Ради сохранения святости высочайшего Тульского мастерства, обретенного многими поколениями работных людей, они даже установили свой особый закон, в котором говорилось: «Какое бы учебное заведение человек ни закончил, а без проверки его знаний ни один завод к себе на работу не должен брать». А так как этот закон являлся неписаным, он был очень зыбким и уязвимым. Его мог нарушить всякий, кому только хотелось. Особенно этот закон старались нарушать главы сытых семей, когда им требовалось устраивать своих детей, испорченных баловством, на легкие и выгодные работные места. Однако те люди, которые придерживались заветов великого тульского учителя, всеми средствами старались противостоять нарушителям их закона, из-за чего им нередко приходилось сталкиваться с самыми неожиданными и удивительными историями. Но однажды они столкнулись с такой уж невероятной, которую можно увидеть ежели толь ко во сне, да и то, пожалуй, нездоровом.
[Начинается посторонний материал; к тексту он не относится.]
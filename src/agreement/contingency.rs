// Cohen's Kappa from a 2x2 presence/absence contingency table
//
//                 second: present   second: absent
// first: present        YY               YN
// first: absent         NY               NN
//
// All quantities are kept as counts, so Kappa = (O - E) / (N - E) is
// dimensionless:
//   N = YY + YN + NY + NN
//   O = YY + NN
//   E = (YY+YN)(YY+NY)/N + (NY+NN)(YN+NN)/N

use serde::{Deserialize, Serialize};

/// Contingency counts for one step across all matched observation pairs
#[derive(Debug, Clone, Copy, Default, PartialEq, Eq, Serialize, Deserialize)]
pub struct Contingency {
    /// Both raters marked the step present
    pub yy: u64,
    /// Only the first rater marked it present
    pub yn: u64,
    /// Only the second rater marked it present
    pub ny: u64,
    /// Both raters marked it absent
    pub nn: u64,
}

impl Contingency {
    /// Classify one matched pair of judgements
    pub fn record(&mut self, first_present: bool, second_present: bool) {
        match (first_present, second_present) {
            (true, true) => self.yy += 1,
            (true, false) => self.yn += 1,
            (false, true) => self.ny += 1,
            (false, false) => self.nn += 1,
        }
    }

    /// N: number of matched pairs
    pub fn total(&self) -> u64 {
        self.yy + self.yn + self.ny + self.nn
    }

    /// O: pairs on which the raters agree
    pub fn observed(&self) -> u64 {
        self.yy + self.nn
    }

    /// E: agreements expected if both raters coded independently at their own rates
    ///
    /// Zero when there are no pairs.
    pub fn expected(&self) -> f64 {
        let n = self.total();
        if n == 0 {
            return 0.0;
        }
        let n = n as f64;
        let present = ((self.yy + self.yn) * (self.yy + self.ny)) as f64 / n;
        let absent = ((self.ny + self.nn) * (self.yn + self.nn)) as f64 / n;
        present + absent
    }

    /// Cohen's Kappa; 1 when every pair falls into a single category (N == E)
    pub fn kappa(&self) -> f64 {
        let n = self.total() as f64;
        let expected = self.expected();
        if n == expected {
            return 1.0;
        }
        (self.observed() as f64 - expected) / (n - expected)
    }
}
В те годы, когда на плечах русских солдат появились знаменитые мосинские ружья с винтовыми нарезами в стволах, на нашем заводе, в довольно превысоком чине, жил себе не тужил и свою службу служил один загадочный чиновник, которого за глаза прозывали заводским дьяволом. На миру он старался держаться свято, но был лохматым. Говорят, в чин влез лисой, а в чине стал волком. Сначала к этой шкуре себя пришил для того, чтобы отпугивать тех, которые его старались с высокого места сграбить, а потом в ней остался, чтобы пугать тех, которых можно легко грабить.
Поэтому некоторые люди старались мимо дверей его кабинета проходить с такой осторожностью, что даже боялись ногами прикасаться пола. А ежели кому предстояло идти к нему на прием, да еще по вопросу наказания или помилования, тот заранее прощался со своей семьей и близкими, не надеясь больше вернуться обратно. Этот оборотень мог человека принять как гостя, мог от него оставить только кости. Однако все, кого ни приводила к нему нужда, даже для наказания, из его кабинета всегда выходили целыми и невредимыми. Но если верить той молве, которая ходила по заводу, они выходили оттуда с опустошенными душами или карманами и совершенно немыми, от которых нельзя было выбить хоть одно слово и узнать, что сотворили с ними. Все это делал наш заводской дьявол без всякой боязни. Он знал, что его высокому начальству нужны такие работные люди, которые безмолвно, подобно заводским стенам, могли исполнять свое дело, и из своего логова потихоньку поставлял таких людей. Сему чиновнику, уже привыкшему запугивать всех, со временем стало казаться, что если бы ему пришлось столкнуться с таким бунтарем, как Емелька Пугачев, то он и его сделал бы человеком с говяжьим языком. Но однажды его жизнь заставила столкнуться с такими людьми, на которых он раньше, как на заводскую пыль, даже не обращал внимания.